----- Available data

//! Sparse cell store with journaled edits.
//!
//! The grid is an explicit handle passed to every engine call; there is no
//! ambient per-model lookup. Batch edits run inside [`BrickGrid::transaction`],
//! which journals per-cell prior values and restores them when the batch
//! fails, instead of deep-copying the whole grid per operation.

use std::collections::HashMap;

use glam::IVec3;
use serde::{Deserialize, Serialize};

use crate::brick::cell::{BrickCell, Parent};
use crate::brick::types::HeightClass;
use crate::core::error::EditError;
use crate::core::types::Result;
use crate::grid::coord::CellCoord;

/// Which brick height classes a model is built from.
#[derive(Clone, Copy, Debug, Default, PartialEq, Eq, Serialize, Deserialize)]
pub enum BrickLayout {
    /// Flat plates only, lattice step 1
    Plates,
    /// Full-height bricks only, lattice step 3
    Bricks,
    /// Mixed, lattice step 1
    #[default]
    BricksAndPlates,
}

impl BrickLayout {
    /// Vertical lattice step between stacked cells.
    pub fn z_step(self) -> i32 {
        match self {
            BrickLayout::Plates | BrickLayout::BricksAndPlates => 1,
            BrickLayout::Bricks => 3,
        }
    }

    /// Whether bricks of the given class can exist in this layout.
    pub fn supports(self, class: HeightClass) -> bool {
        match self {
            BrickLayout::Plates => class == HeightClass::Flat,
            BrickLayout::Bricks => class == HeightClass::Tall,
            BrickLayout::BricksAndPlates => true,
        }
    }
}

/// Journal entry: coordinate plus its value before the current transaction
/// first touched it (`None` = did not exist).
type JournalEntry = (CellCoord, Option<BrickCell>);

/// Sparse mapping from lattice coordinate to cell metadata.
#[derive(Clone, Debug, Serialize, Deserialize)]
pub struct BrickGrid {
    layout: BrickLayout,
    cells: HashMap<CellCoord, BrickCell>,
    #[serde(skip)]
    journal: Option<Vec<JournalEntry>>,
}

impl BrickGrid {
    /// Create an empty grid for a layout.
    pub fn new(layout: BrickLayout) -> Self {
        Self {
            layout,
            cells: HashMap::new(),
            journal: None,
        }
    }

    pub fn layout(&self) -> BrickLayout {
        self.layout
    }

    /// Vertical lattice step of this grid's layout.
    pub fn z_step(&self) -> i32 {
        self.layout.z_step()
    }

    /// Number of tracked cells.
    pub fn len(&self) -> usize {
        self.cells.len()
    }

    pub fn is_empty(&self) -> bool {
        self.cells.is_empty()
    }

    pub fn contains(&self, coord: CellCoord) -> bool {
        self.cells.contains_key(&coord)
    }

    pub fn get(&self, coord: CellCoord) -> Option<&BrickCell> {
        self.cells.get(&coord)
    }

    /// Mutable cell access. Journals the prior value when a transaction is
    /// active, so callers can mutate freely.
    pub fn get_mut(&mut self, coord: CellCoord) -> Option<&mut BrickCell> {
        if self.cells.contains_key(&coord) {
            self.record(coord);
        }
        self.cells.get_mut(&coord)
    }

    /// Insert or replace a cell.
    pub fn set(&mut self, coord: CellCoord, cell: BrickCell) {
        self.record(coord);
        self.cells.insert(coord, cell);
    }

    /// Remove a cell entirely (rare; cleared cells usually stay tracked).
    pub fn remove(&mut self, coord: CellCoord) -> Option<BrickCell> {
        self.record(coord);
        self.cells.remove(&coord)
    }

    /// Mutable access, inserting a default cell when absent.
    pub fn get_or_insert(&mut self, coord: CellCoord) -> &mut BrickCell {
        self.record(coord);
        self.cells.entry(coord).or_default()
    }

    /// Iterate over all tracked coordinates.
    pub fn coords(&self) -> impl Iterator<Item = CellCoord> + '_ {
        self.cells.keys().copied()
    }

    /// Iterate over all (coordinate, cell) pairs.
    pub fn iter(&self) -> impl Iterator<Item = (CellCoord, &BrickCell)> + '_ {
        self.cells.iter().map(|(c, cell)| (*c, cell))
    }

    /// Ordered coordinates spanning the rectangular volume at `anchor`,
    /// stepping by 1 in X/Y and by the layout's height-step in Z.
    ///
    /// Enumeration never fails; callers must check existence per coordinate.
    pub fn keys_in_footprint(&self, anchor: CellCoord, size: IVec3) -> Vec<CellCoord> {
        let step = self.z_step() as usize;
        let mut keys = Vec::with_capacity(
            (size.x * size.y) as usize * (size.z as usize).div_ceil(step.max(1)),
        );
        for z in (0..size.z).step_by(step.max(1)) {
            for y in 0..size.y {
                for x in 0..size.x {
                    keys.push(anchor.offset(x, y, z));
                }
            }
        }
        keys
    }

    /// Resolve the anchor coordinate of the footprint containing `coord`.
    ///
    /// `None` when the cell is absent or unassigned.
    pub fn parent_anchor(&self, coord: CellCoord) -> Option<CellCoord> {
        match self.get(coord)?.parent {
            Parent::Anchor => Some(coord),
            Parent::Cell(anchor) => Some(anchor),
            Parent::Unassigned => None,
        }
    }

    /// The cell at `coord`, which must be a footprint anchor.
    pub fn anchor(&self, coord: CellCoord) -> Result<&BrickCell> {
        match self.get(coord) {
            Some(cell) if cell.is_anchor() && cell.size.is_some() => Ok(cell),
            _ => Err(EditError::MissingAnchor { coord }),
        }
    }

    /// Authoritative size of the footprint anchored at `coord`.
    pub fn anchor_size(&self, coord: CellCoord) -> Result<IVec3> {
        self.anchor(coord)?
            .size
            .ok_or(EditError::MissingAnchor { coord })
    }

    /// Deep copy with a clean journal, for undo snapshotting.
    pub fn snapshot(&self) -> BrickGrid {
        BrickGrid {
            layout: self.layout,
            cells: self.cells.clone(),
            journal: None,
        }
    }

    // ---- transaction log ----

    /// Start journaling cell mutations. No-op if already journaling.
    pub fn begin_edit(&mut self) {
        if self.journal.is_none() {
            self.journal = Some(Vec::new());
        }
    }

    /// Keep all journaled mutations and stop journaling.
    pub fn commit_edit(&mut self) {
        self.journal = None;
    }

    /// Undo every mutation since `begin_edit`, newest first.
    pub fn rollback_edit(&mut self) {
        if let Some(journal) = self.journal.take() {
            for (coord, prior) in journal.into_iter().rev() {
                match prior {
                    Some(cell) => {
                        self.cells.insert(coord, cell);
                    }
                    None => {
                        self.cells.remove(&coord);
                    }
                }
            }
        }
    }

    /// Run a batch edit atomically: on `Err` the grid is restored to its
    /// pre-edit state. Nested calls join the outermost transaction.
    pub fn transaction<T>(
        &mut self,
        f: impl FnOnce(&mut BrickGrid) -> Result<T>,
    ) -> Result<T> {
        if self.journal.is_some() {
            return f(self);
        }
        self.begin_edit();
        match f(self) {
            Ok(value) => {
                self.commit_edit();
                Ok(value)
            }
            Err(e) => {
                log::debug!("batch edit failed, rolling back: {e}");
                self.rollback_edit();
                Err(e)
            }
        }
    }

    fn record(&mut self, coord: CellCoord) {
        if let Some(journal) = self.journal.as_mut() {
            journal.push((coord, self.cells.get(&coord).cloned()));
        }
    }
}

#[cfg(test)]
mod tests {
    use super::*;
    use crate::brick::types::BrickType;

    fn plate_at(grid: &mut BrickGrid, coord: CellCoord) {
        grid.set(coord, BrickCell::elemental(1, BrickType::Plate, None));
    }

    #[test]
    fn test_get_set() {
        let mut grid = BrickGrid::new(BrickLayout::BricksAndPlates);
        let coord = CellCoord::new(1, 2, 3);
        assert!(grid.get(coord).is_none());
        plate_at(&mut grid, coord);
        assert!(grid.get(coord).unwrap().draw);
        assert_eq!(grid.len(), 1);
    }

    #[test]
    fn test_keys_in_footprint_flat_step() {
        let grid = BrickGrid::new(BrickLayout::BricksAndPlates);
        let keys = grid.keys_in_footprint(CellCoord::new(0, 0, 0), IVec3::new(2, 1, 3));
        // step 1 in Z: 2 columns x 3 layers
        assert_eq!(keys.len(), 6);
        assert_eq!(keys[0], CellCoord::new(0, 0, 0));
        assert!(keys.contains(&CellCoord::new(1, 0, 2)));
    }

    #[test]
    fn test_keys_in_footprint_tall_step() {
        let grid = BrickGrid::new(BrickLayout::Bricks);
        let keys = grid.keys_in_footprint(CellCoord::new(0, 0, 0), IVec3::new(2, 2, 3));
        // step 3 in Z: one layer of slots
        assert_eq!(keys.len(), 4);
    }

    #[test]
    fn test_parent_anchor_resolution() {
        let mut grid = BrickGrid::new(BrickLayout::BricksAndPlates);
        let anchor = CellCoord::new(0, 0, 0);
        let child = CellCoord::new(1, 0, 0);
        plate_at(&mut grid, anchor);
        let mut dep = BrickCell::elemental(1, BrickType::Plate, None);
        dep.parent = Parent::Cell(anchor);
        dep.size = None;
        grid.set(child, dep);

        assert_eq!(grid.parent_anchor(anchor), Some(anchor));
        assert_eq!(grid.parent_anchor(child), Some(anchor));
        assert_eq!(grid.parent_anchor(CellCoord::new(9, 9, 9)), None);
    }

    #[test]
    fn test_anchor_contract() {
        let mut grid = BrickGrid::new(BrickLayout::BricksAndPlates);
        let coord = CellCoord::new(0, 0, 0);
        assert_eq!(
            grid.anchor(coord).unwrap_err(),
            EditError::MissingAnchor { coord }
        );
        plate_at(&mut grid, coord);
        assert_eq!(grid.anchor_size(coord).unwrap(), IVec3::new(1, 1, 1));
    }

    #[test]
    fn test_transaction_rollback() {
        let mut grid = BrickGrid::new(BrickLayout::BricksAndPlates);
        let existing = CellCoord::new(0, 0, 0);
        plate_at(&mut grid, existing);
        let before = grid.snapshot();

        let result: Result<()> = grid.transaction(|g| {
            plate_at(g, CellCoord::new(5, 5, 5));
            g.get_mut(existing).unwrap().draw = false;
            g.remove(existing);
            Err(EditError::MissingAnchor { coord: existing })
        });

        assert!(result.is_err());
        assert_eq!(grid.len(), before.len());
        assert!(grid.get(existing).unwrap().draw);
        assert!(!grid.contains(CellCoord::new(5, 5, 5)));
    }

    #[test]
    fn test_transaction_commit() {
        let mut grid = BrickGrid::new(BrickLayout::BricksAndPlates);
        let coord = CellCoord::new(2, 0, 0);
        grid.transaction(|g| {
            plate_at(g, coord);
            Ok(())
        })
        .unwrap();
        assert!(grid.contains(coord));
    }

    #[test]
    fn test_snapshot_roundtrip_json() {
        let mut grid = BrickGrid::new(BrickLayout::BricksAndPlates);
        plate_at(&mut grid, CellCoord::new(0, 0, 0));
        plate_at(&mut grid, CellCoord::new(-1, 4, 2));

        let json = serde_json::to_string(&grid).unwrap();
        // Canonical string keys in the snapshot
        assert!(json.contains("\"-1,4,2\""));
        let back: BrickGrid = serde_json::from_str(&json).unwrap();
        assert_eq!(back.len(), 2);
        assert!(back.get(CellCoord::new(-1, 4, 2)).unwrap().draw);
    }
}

----------
----- Available data

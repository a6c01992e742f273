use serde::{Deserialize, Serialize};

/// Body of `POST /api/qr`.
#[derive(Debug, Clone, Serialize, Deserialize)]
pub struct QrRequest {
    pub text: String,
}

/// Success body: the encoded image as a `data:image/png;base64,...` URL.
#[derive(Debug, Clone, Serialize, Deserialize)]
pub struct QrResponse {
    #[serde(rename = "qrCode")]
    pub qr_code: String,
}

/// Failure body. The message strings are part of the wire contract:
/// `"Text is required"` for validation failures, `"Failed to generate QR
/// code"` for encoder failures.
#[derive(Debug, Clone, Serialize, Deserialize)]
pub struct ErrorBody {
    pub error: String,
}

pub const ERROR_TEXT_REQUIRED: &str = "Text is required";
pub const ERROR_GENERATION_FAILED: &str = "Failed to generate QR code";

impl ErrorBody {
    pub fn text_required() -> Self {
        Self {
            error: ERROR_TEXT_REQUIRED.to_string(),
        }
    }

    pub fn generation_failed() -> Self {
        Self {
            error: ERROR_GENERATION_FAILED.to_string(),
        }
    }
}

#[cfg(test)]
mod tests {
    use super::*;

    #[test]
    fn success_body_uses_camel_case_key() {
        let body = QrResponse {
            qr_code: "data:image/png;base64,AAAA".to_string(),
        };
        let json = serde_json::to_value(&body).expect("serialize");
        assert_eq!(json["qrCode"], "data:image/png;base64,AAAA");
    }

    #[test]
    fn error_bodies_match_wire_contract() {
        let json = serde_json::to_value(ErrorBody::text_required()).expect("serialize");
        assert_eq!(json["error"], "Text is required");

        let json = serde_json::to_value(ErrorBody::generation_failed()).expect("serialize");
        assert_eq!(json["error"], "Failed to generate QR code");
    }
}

----------

Look above for the line holding "with journaled edits." and the line holding "in this layout.", then output exactly those two lines and every line between them, nothing more.

Answer area -
//! Sparse cell store with journaled edits.
//!
//! The grid is an explicit handle passed to every engine call; there is no
//! ambient per-model lookup. Batch edits run inside [`BrickGrid::transaction`],
//! which journals per-cell prior values and restores them when the batch
//! fails, instead of deep-copying the whole grid per operation.

use std::collections::HashMap;

use glam::IVec3;
use serde::{Deserialize, Serialize};

use crate::brick::cell::{BrickCell, Parent};
use crate::brick::types::HeightClass;
use crate::core::error::EditError;
use crate::core::types::Result;
use crate::grid::coord::CellCoord;

/// Which brick height classes a model is built from.
#[derive(Clone, Copy, Debug, Default, PartialEq, Eq, Serialize, Deserialize)]
pub enum BrickLayout {
    /// Flat plates only, lattice step 1
    Plates,
    /// Full-height bricks only, lattice step 3
    Bricks,
    /// Mixed, lattice step 1
    #[default]
    BricksAndPlates,
}

impl BrickLayout {
    /// Vertical lattice step between stacked cells.
    pub fn z_step(self) -> i32 {
        match self {
            BrickLayout::Plates | BrickLayout::BricksAndPlates => 1,
            BrickLayout::Bricks => 3,
        }
    }

    /// Whether bricks of the given class can exist in this layout.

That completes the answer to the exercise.